Kann modernes Ballett faszinierender sein? Es kann... wie der noch ausstehende folgende absolute Höhepunkt des Abends beweisen wird. Das Beste zum Schluß perfekte Platzierung! - A little extrem von Petr Zuska. Unser Leben ist für gewöhnlich voll von vielen kleinen Extremen. Laßt uns noch einen Schritt weitergehen und unter den Vorzeichen von bizarrer Absurdität und schwarzem Humor mit unseren Erfahrungen, Gefühlen, Emotionen und Assoziationen spielen und jonglieren... Es kann alles auf den Kopf gestellt werden und nichts ist, wie es scheint... Seid Ihr ängstlich, oder ist es nur ein lustiges, albernes Spiel... Oder nicht? (P. Zuska) A little extrem
Soweit und zur Einführung Petr Zuska, seit 2002 Ballettdirektor und Chefchoreograph des Prager Nationaltheaters. Mehr zum Inhalt dieses sensationellen, kafkaesken Balletts zu sagen, in dem ein großer roter Teddybär, diverse betonähnliche Quader, Pistolen und eine zarte Frauenstimme die Handlung dominieren, wäre so bösartig und unentschuldbar wie das Ende eines mehrteiligen Psychokrimis schon vorher zu enthüllen.
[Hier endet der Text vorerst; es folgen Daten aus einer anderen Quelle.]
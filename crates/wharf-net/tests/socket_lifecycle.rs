use std::net::{Ipv4Addr, Ipv6Addr, SocketAddr};

use wharf_net::{Network, NetworkConfig, SocketState};

fn net() -> Network {
    Network::new(NetworkConfig::default())
}

#[test]
fn create_and_destroy() {
    let net = net();
    let sock = net.tcp_create().unwrap();
    assert!(net.is_socket(sock));
    net.destroy(sock);
    assert!(!net.is_socket(sock));
    // second destroy is a no-op
    net.destroy(sock);
    assert!(!net.is_socket(sock));
}

#[test]
fn fresh_socket_starts_idle() {
    let net = net();
    let sock = net.tcp_create().unwrap();
    assert_eq!(net.state(sock), SocketState::NotConnected);
    assert_eq!(net.local_address(sock), None);
    assert_eq!(net.remote_address(sock), None);
    net.destroy(sock);
}

#[test]
fn blocking_toggle() {
    let net = net();
    let sock = net.tcp_create().unwrap();
    assert!(net.is_socket(sock));

    net.set_blocking(sock, false);
    assert!(!net.blocking(sock));

    net.set_blocking(sock, true);
    assert!(net.blocking(sock));

    net.destroy(sock);
    assert!(!net.is_socket(sock));
}

#[test]
fn option_flags_hold_before_any_fd_exists() {
    let net = net();
    let sock = net.tcp_create().unwrap();

    net.set_reuse_address(sock, true);
    assert!(net.reuse_address(sock));
    net.set_reuse_address(sock, false);
    assert!(!net.reuse_address(sock));

    net.set_reuse_port(sock, true);
    assert!(net.reuse_port(sock));

    net.set_tcp_delay(sock, true);
    assert!(net.tcp_delay(sock));
    net.set_tcp_delay(sock, false);
    assert!(!net.tcp_delay(sock));

    net.set_polled(sock, true);
    assert!(net.polled(sock));

    net.destroy(sock);
}

#[test]
fn ipv4_bind_scan() {
    let net = net();
    let sock = net.tcp_create().unwrap();

    assert_eq!(net.local_address(sock), None);
    assert_eq!(net.remote_address(sock), None);
    assert_eq!(net.state(sock), SocketState::NotConnected);

    let mut bound = None;
    for port in 31890..32890 {
        let addr = SocketAddr::from((Ipv4Addr::UNSPECIFIED, port));
        if net.bind(sock, addr) {
            bound = Some(addr);
            break;
        }
    }
    let addr = bound.expect("no bindable port in scan range");

    assert_eq!(net.local_address(sock), Some(addr));
    assert_eq!(net.remote_address(sock), None);
    assert_eq!(net.state(sock), SocketState::NotConnected);

    net.destroy(sock);
    assert!(!net.is_socket(sock));
}

#[test]
fn ipv6_bind_scan() {
    let net = net();
    if !net.supports_ipv6() {
        return;
    }
    let sock = net.tcp_create().unwrap();

    let mut bound = None;
    for port in 31890..32890 {
        let addr = SocketAddr::from((Ipv6Addr::UNSPECIFIED, port));
        if net.bind(sock, addr) {
            bound = Some(addr);
            break;
        }
    }
    let addr = bound.expect("no bindable port in scan range");

    assert_eq!(net.local_address(sock), Some(addr));
    assert_eq!(net.remote_address(sock), None);
    assert_eq!(net.state(sock), SocketState::NotConnected);

    net.destroy(sock);
}

#[test]
fn stale_handles_fail_quietly() {
    let net = net();
    let sock = net.tcp_create().unwrap();
    net.destroy(sock);

    let addr = SocketAddr::from((Ipv4Addr::LOCALHOST, 0));
    assert!(!net.bind(sock, addr));
    assert!(!net.connect(sock, addr, None));
    assert!(!net.listen(sock));
    assert_eq!(net.accept(sock, None), None);
    assert_eq!(net.state(sock), SocketState::NotConnected);
    assert_eq!(net.local_address(sock), None);
    assert!(!net.blocking(sock));
    assert!(!net.set_multicast_group(sock, Ipv4Addr::new(239, 0, 0, 1), false));
    net.close(sock);
    net.destroy(sock);
}

#[test]
fn slot_pool_exhaustion_surfaces_and_recovers() {
    let net = Network::new(NetworkConfig { max_sockets: 2 });
    let first = net.tcp_create().unwrap();
    let second = net.tcp_create().unwrap();
    let third = net.tcp_create().unwrap();

    net.set_blocking(first, true);
    net.set_blocking(second, true);
    assert!(net.blocking(first));
    assert!(net.blocking(second));

    // pool is out of slots: the option cannot stick
    net.set_blocking(third, true);
    assert!(!net.blocking(third));

    // freeing a record returns its slot
    net.destroy(first);
    net.set_blocking(third, true);
    assert!(net.blocking(third));

    net.destroy(second);
    net.destroy(third);
}

#[test]
fn double_connect_is_rejected() {
    let net = std::sync::Arc::new(net());
    let listener = net.tcp_create().unwrap();
    assert!(net.bind(listener, SocketAddr::from((Ipv4Addr::LOCALHOST, 0))));
    assert!(net.listen(listener));
    assert_eq!(net.state(listener), SocketState::Listening);
    let addr = net.local_address(listener).unwrap();

    let client = net.tcp_create().unwrap();
    assert!(net.connect(client, addr, Some(std::time::Duration::from_secs(1))));
    assert!(!net.connect(client, addr, Some(std::time::Duration::from_secs(1))));

    net.destroy(client);
    net.destroy(listener);
}

#[test]
fn multicast_needs_an_open_descriptor() {
    let net = net();
    let sock = net.tcp_create().unwrap();
    // no fd has been opened yet
    assert!(!net.set_multicast_group(sock, Ipv4Addr::new(239, 255, 0, 1), true));
    net.destroy(sock);
}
Wer diesen Meilenstein an zeitgenössischer Ballettproduktion verpasst, dem ist leider nicht mehr zu helfen. Musik? Mixed Bag: von Allem etwas; Snoop Dog, 50 Cent, Nelly, Eminen, Cypress Hill, Shaggy 2Pac, Martina Arnold. Die Kostüme (Roman Solc) sind von ausgesprochen raffitückischem Schnitt und Schritt. Ich gebe 6 Sterne !!!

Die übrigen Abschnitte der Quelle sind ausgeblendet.